Current day streak: 24🔥
Total posts: 331💌
Total words: 90937 (363 pages 📄)

I woke up this morning, feeling sluggish. I know exactly why. It was a heavy dinner. The dessert was especially heavy. Butterscotch pudding that tasted like caramelized sugar and butter and cream.

To say I regret it isn't entirely accurate. Part of me knew there would be a price to pay. The morning after, another part of me wonders why I would ever consider making that trade-off?

I've read before that if you make rules for yourself, your brain can follow them. I have a rule that dessert is enjoyable. I suppose, if I had a rule that dessert is for losers or that dessert makes you feel sluggish the next morning, I might not be willing to trade an hour of sluggishness the next morning for a few minutes of pleasure in the moment.

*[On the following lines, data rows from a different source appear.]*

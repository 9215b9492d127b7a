//! Error types for locating and loading displays.

use std::path::{Path, PathBuf};
use thiserror::Error;

use trellis_codec::CodecError;

/// Errors that can occur while locating, loading or rewriting a display.
#[derive(Debug, Error)]
pub enum IngestError {
    /// No wire artifact at any of the candidate locations.
    #[error("no display artifact found under {root} (tried {})", join_paths(.tried))]
    MissingWireFile { root: PathBuf, tried: Vec<PathBuf> },

    /// Failed to read directory entries.
    #[error("failed to read directory {path}: {source}")]
    DirectoryRead {
        path: PathBuf,
        #[source]
        source: std::io::Error,
    },

    /// Parsing, decoding or writing the artifact failed.
    #[error(transparent)]
    Codec(#[from] CodecError),
}

fn join_paths(paths: &[PathBuf]) -> String {
    paths
        .iter()
        .map(|path| path.display().to_string())
        .collect::<Vec<_>>()
        .join(", ")
}

impl IngestError {
    pub(crate) fn directory_read(path: &Path, source: std::io::Error) -> Self {
        Self::DirectoryRead {
            path: path.to_path_buf(),
            source,
        }
    }
}

/// Result type for ingest operations.
pub type Result<T> = std::result::Result<T, IngestError>;
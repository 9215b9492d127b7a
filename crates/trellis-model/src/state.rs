//! Interactive state: filters, sorts, layout, labels and named views.

use chrono::{NaiveDate, NaiveDateTime};
use serde::{Deserialize, Serialize};
use std::collections::BTreeSet;
use std::fmt;
use std::str::FromStr;

#[derive(Debug, Clone, Copy, Default, PartialEq, Eq, Hash, Serialize, Deserialize)]
#[serde(rename_all = "lowercase")]
pub enum SortDirection {
    #[default]
    Asc,
    Desc,
}

impl SortDirection {
    pub fn as_str(&self) -> &'static str {
        match self {
            SortDirection::Asc => "asc",
            SortDirection::Desc => "desc",
        }
    }
}

impl fmt::Display for SortDirection {
    fn fmt(&self, f: &mut fmt::Formatter<'_>) -> fmt::Result {
        write!(f, "{}", self.as_str())
    }
}

impl FromStr for SortDirection {
    type Err = String;

    fn from_str(s: &str) -> Result<Self, Self::Err> {
        match s.trim().to_lowercase().as_str() {
            "asc" | "ascending" => Ok(SortDirection::Asc),
            "desc" | "descending" => Ok(SortDirection::Desc),
            _ => Err(format!("Unknown sort direction: {s}")),
        }
    }
}

/// One entry of a sort specification.
#[derive(Debug, Clone, PartialEq, Eq, Hash, Serialize, Deserialize)]
pub struct SortKey {
    pub varname: String,
    pub dir: SortDirection,
}

impl SortKey {
    pub fn new(varname: impl Into<String>, dir: SortDirection) -> Self {
        Self {
            varname: varname.into(),
            dir,
        }
    }
}

/// Order in which panels fill the grid.
#[derive(Debug, Clone, Copy, Default, PartialEq, Eq, Hash, Serialize, Deserialize)]
#[serde(rename_all = "lowercase")]
pub enum Arrangement {
    #[default]
    Rows,
    Cols,
}

impl FromStr for Arrangement {
    type Err = String;

    fn from_str(s: &str) -> Result<Self, Self::Err> {
        match s.trim().to_lowercase().as_str() {
            "rows" | "row" => Ok(Arrangement::Rows),
            "cols" | "col" | "columns" => Ok(Arrangement::Cols),
            _ => Err(format!("Unknown arrangement: {s}")),
        }
    }
}

/// Grid layout and current page (1-based).
#[derive(Debug, Clone, Copy, PartialEq, Eq, Hash, Serialize, Deserialize)]
pub struct Layout {
    pub ncol: usize,
    pub nrow: usize,
    pub page: usize,
    #[serde(default)]
    pub arrangement: Arrangement,
}

impl Default for Layout {
    fn default() -> Self {
        Self {
            ncol: 1,
            nrow: 1,
            page: 1,
            arrangement: Arrangement::Rows,
        }
    }
}

impl Layout {
    /// Panels per page; dimensions below 1 count as 1.
    pub fn page_size(&self) -> usize {
        self.ncol.max(1).saturating_mul(self.nrow.max(1))
    }

    /// Number of pages needed for `n` panels (0 when there are none).
    pub fn total_pages(&self, n: usize) -> usize {
        if n == 0 { 0 } else { n.div_ceil(self.page_size()) }
    }
}

/// A per-column filter value.
///
/// An empty value means "no filter" and is never stored in active state.
#[derive(Debug, Clone, PartialEq, Serialize, Deserialize)]
#[serde(tag = "type", rename_all = "lowercase")]
pub enum FilterSpec {
    /// Allowed factor labels.
    Select { values: BTreeSet<String> },
    /// Inclusive numeric range; a missing bound is open.
    Range {
        #[serde(default)]
        min: Option<f64>,
        #[serde(default)]
        max: Option<f64>,
    },
    DateRange {
        #[serde(default)]
        start: Option<NaiveDate>,
        #[serde(default)]
        end: Option<NaiveDate>,
    },
    TimeRange {
        #[serde(default)]
        start: Option<NaiveDateTime>,
        #[serde(default)]
        end: Option<NaiveDateTime>,
    },
    /// Case-insensitive substring.
    Substring { value: String },
}

impl FilterSpec {
    pub fn select<I, S>(values: I) -> Self
    where
        I: IntoIterator<Item = S>,
        S: Into<String>,
    {
        FilterSpec::Select {
            values: values.into_iter().map(Into::into).collect(),
        }
    }

    pub fn range(min: Option<f64>, max: Option<f64>) -> Self {
        FilterSpec::Range { min, max }
    }

    pub fn date_range(start: Option<NaiveDate>, end: Option<NaiveDate>) -> Self {
        FilterSpec::DateRange { start, end }
    }

    pub fn substring(value: impl Into<String>) -> Self {
        FilterSpec::Substring {
            value: value.into(),
        }
    }

    /// True when the filter would not restrict anything.
    pub fn is_empty(&self) -> bool {
        match self {
            FilterSpec::Select { values } => values.is_empty(),
            FilterSpec::Range { min, max } => {
                min.is_none_or(f64::is_nan) && max.is_none_or(f64::is_nan)
            }
            FilterSpec::DateRange { start, end } => start.is_none() && end.is_none(),
            FilterSpec::TimeRange { start, end } => start.is_none() && end.is_none(),
            FilterSpec::Substring { value } => value.trim().is_empty(),
        }
    }
}

/// A filter as stored in the wire `state.filter` list.
#[derive(Debug, Clone, PartialEq, Serialize, Deserialize)]
pub struct FilterEntry {
    pub varname: String,
    #[serde(flatten)]
    pub spec: FilterSpec,
}

/// Serializable interactive state.
#[derive(Debug, Clone, Default, PartialEq, Serialize, Deserialize)]
pub struct DisplayState {
    #[serde(default)]
    pub layout: Layout,
    #[serde(default)]
    pub labels: Vec<String>,
    #[serde(default)]
    pub sort: Vec<SortKey>,
    #[serde(default)]
    pub filter: Vec<FilterEntry>,
}

/// A named snapshot of interactive state.
#[derive(Debug, Clone, PartialEq, Serialize, Deserialize)]
pub struct View {
    pub name: String,
    pub state: DisplayState,
}

impl View {
    pub fn new(name: impl Into<String>, state: DisplayState) -> Self {
        Self {
            name: name.into(),
            state,
        }
    }
}

#[cfg(test)]
mod tests {
    use super::*;

    #[test]
    fn test_total_pages() {
        let layout = Layout {
            ncol: 2,
            nrow: 2,
            ..Layout::default()
        };
        assert_eq!(layout.total_pages(0), 0);
        assert_eq!(layout.total_pages(1), 1);
        assert_eq!(layout.total_pages(4), 1);
        assert_eq!(layout.total_pages(5), 2);
    }

    #[test]
    fn test_zero_dimensions_count_as_one() {
        let layout = Layout {
            ncol: 0,
            nrow: 0,
            ..Layout::default()
        };
        assert_eq!(layout.page_size(), 1);
    }

    #[test]
    fn test_huge_dimensions_saturate() {
        let layout = Layout {
            ncol: usize::MAX,
            nrow: 2,
            ..Layout::default()
        };
        assert_eq!(layout.page_size(), usize::MAX);
        assert_eq!(layout.total_pages(10), 1);
    }

    #[test]
    fn test_empty_filters() {
        assert!(FilterSpec::select(Vec::<String>::new()).is_empty());
        assert!(FilterSpec::range(None, None).is_empty());
        assert!(FilterSpec::substring("  ").is_empty());
        assert!(!FilterSpec::range(Some(1.0), None).is_empty());
    }

    #[test]
    fn test_sort_direction_from_str() {
        assert_eq!("DESC".parse::<SortDirection>().unwrap(), SortDirection::Desc);
        assert!("up".parse::<SortDirection>().is_err());
    }
}
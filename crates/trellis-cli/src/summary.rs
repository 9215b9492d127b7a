use std::path::Path;

use comfy_table::modifiers::UTF8_ROUND_CORNERS;
use comfy_table::presets::UTF8_FULL_CONDENSED;
use comfy_table::{Attribute, Cell, CellAlignment, Color, ContentArrangement, Table};

use trellis_codec::{EncodedDisplay, PartialDecodeWarning};
use trellis_ingest::LoadedDisplay;
use trellis_model::{FilterSpec, MetaDescriptor, PanelLocation, Record, View};
use trellis_query::{GridPresenter, PageView, format_value};

/// Maximum number of decode warnings listed by `inspect`.
const MAX_WARNINGS_SHOWN: usize = 20;

/// Renders a page as one table row per panel.
pub struct TablePresenter;

impl GridPresenter for TablePresenter {
    type Output = Table;

    fn present(&mut self, page: &PageView<'_>) -> Table {
        let columns = label_metas(page);
        let mut table = Table::new();
        let mut header = vec![header_cell("panelKey")];
        header.extend(columns.iter().map(|meta| header_cell(meta.display_label())));
        header.push(header_cell("Panel"));
        table.set_header(header);
        apply_table_style(&mut table);

        for record in &page.records {
            let mut row = vec![Cell::new(&record.panel_key).fg(Color::Blue)];
            row.extend(columns.iter().map(|meta| {
                let text = format_value(meta, record.get(&meta.varname));
                if text.is_empty() {
                    dim_cell("-")
                } else {
                    Cell::new(text)
                }
            }));
            row.push(panel_cell(record));
            table.add_row(row);
        }
        for (idx, meta) in columns.iter().enumerate() {
            if meta.meta_type().is_numeric() {
                align_column(&mut table, idx + 1, CellAlignment::Right);
            }
        }
        table
    }
}

/// Metas shown for a page: the labels in order, or every non-panel meta when
/// no labels are set.
fn label_metas<'a>(page: &PageView<'a>) -> Vec<&'a MetaDescriptor> {
    if page.labels.is_empty() {
        return page.metas.iter().filter(|meta| !meta.is_panel()).collect();
    }
    page.labels
        .iter()
        .filter_map(|label| page.metas.iter().find(|meta| &meta.varname == label))
        .filter(|meta| !meta.is_panel())
        .collect()
}

pub fn print_page(page: &PageView<'_>) {
    if page.records.is_empty() {
        println!("No panels match ({} total after filtering).", page.total);
        return;
    }
    let table = TablePresenter.present(page);
    println!("{table}");
    println!(
        "Page {} of {} ({} panels, {}x{} grid)",
        page.layout.page, page.total_pages, page.total, page.layout.ncol, page.layout.nrow
    );
}

pub fn print_build(encoded: &EncodedDisplay, dir: &Path, display_count: usize) {
    let artifact = &encoded.artifact;
    println!("Display: {}", artifact.name);
    println!("Output: {}", dir.display());
    println!("Panels: {}", artifact.n);
    println!("Keysig: {}", artifact.keysig);
    println!("Displays in app: {display_count}");
}

pub fn print_inspect(loaded: &LoadedDisplay) {
    let schema = loaded.schema();
    println!("Display: {}", schema.name);
    if !schema.description.is_empty() {
        println!("Description: {}", schema.description);
    }
    println!("Path: {}", loaded.path.display());
    println!("Panels: {}", loaded.records().len());
    println!("Keysig: {}", loaded.display.keysig);

    let mut table = Table::new();
    table.set_header(vec![
        header_cell("Variable"),
        header_cell("Type"),
        header_cell("Label"),
        header_cell("Group"),
        header_cell("Levels"),
    ]);
    apply_table_style(&mut table);
    for meta in &schema.metas {
        let levels = meta
            .levels()
            .map_or_else(|| dim_cell("-"), |levels| Cell::new(levels.len()));
        table.add_row(vec![
            Cell::new(&meta.varname).fg(Color::Blue),
            Cell::new(meta.meta_type()),
            Cell::new(meta.display_label()),
            meta.group.as_deref().map_or_else(|| dim_cell("-"), Cell::new),
            levels,
        ]);
    }
    align_column(&mut table, 4, CellAlignment::Right);
    println!("{table}");
    print_warnings(&loaded.display.warnings);
}

fn print_warnings(warnings: &[PartialDecodeWarning]) {
    if warnings.is_empty() {
        return;
    }
    let mut table = Table::new();
    table.set_header(vec![
        header_cell("Panel"),
        header_cell("Variable"),
        header_cell("Warning"),
    ]);
    apply_table_style(&mut table);
    for warning in warnings.iter().take(MAX_WARNINGS_SHOWN) {
        table.add_row(vec![
            Cell::new(&warning.panel_key),
            Cell::new(&warning.varname),
            Cell::new(warning.to_string()).fg(Color::Yellow),
        ]);
    }
    println!("Warnings: {}", warnings.len());
    println!("{table}");
    if warnings.len() > MAX_WARNINGS_SHOWN {
        println!("... {} more", warnings.len() - MAX_WARNINGS_SHOWN);
    }
}

pub fn print_views(views: &[View]) {
    if views.is_empty() {
        println!("No saved views.");
        return;
    }
    let mut table = Table::new();
    table.set_header(vec![
        header_cell("#"),
        header_cell("Name"),
        header_cell("Filters"),
        header_cell("Sort"),
        header_cell("Layout"),
    ]);
    apply_table_style(&mut table);
    for (idx, view) in views.iter().enumerate() {
        let state = &view.state;
        let filters: Vec<String> = state
            .filter
            .iter()
            .map(|entry| format!("{} {}", entry.varname, describe_filter(&entry.spec)))
            .collect();
        let sorts: Vec<String> = state
            .sort
            .iter()
            .map(|key| format!("{}:{}", key.varname, key.dir))
            .collect();
        table.add_row(vec![
            Cell::new(idx),
            Cell::new(&view.name).add_attribute(Attribute::Bold),
            text_or_dash(filters.join("; ")),
            text_or_dash(sorts.join(", ")),
            Cell::new(format!("{}x{}", state.layout.ncol, state.layout.nrow)),
        ]);
    }
    align_column(&mut table, 0, CellAlignment::Right);
    println!("{table}");
}

fn describe_filter(spec: &FilterSpec) -> String {
    fn bound<T: ToString>(value: Option<T>) -> String {
        value.map(|v| v.to_string()).unwrap_or_default()
    }
    match spec {
        FilterSpec::Select { values } => {
            format!("in {}", values.iter().map(String::as_str).collect::<Vec<_>>().join(","))
        }
        FilterSpec::Range { min, max } => format!("{}..{}", bound(*min), bound(*max)),
        FilterSpec::DateRange { start, end } => format!("{}..{}", bound(*start), bound(*end)),
        FilterSpec::TimeRange { start, end } => format!("{}..{}", bound(*start), bound(*end)),
        FilterSpec::Substring { value } => format!("~ {value}"),
    }
}

fn panel_cell(record: &Record) -> Cell {
    match record.panel.as_ref().and_then(|panel| panel.location.as_ref()) {
        Some(PanelLocation::File(path)) => Cell::new(path.display()),
        Some(PanelLocation::Url(url)) => Cell::new(url),
        None => dim_cell("missing"),
    }
}

pub fn apply_table_style(table: &mut Table) {
    table
        .load_preset(UTF8_FULL_CONDENSED)
        .apply_modifier(UTF8_ROUND_CORNERS)
        .set_content_arrangement(ContentArrangement::Dynamic)
        .set_width(120);
}

fn align_column(table: &mut Table, index: usize, alignment: CellAlignment) {
    if let Some(column) = table.column_mut(index) {
        column.set_cell_alignment(alignment);
    }
}

fn header_cell(label: &str) -> Cell {
    Cell::new(label)
        .fg(Color::Cyan)
        .add_attribute(Attribute::Bold)
}

fn text_or_dash(text: String) -> Cell {
    if text.is_empty() {
        dim_cell("-")
    } else {
        Cell::new(text)
    }
}

fn dim_cell<T: ToString>(value: T) -> Cell {
    Cell::new(value).fg(Color::DarkGrey)
}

Children don't know that eating things will affect their biochemistry. They don't know they'll get hyped beyond control or they'll be mentally dragging the next day. But, as adults who have many eating experiences, we know how things like food and alcohol and exercise and rest affect our mood and our feelings.

Many of our decisions have a net negative effect, but we're willing to trade them for pleasure in the moment. It's entirely irrational. Maybe it comes from an ancient part of our brains that we don't control well.

Would I like it to be different? I guess I might. I also notice, however, that I can use that sluggish feeling as a new challenge to overcome. I can just push through it and get busy with my daily routine. On many levels, that introduces novelty and my brain definitely likes that.

  • 1

    @brianball Delayed gratification is a fascinating topic! Pavlov's dogs' study shows that we are also conditioned to seek instant pleasure.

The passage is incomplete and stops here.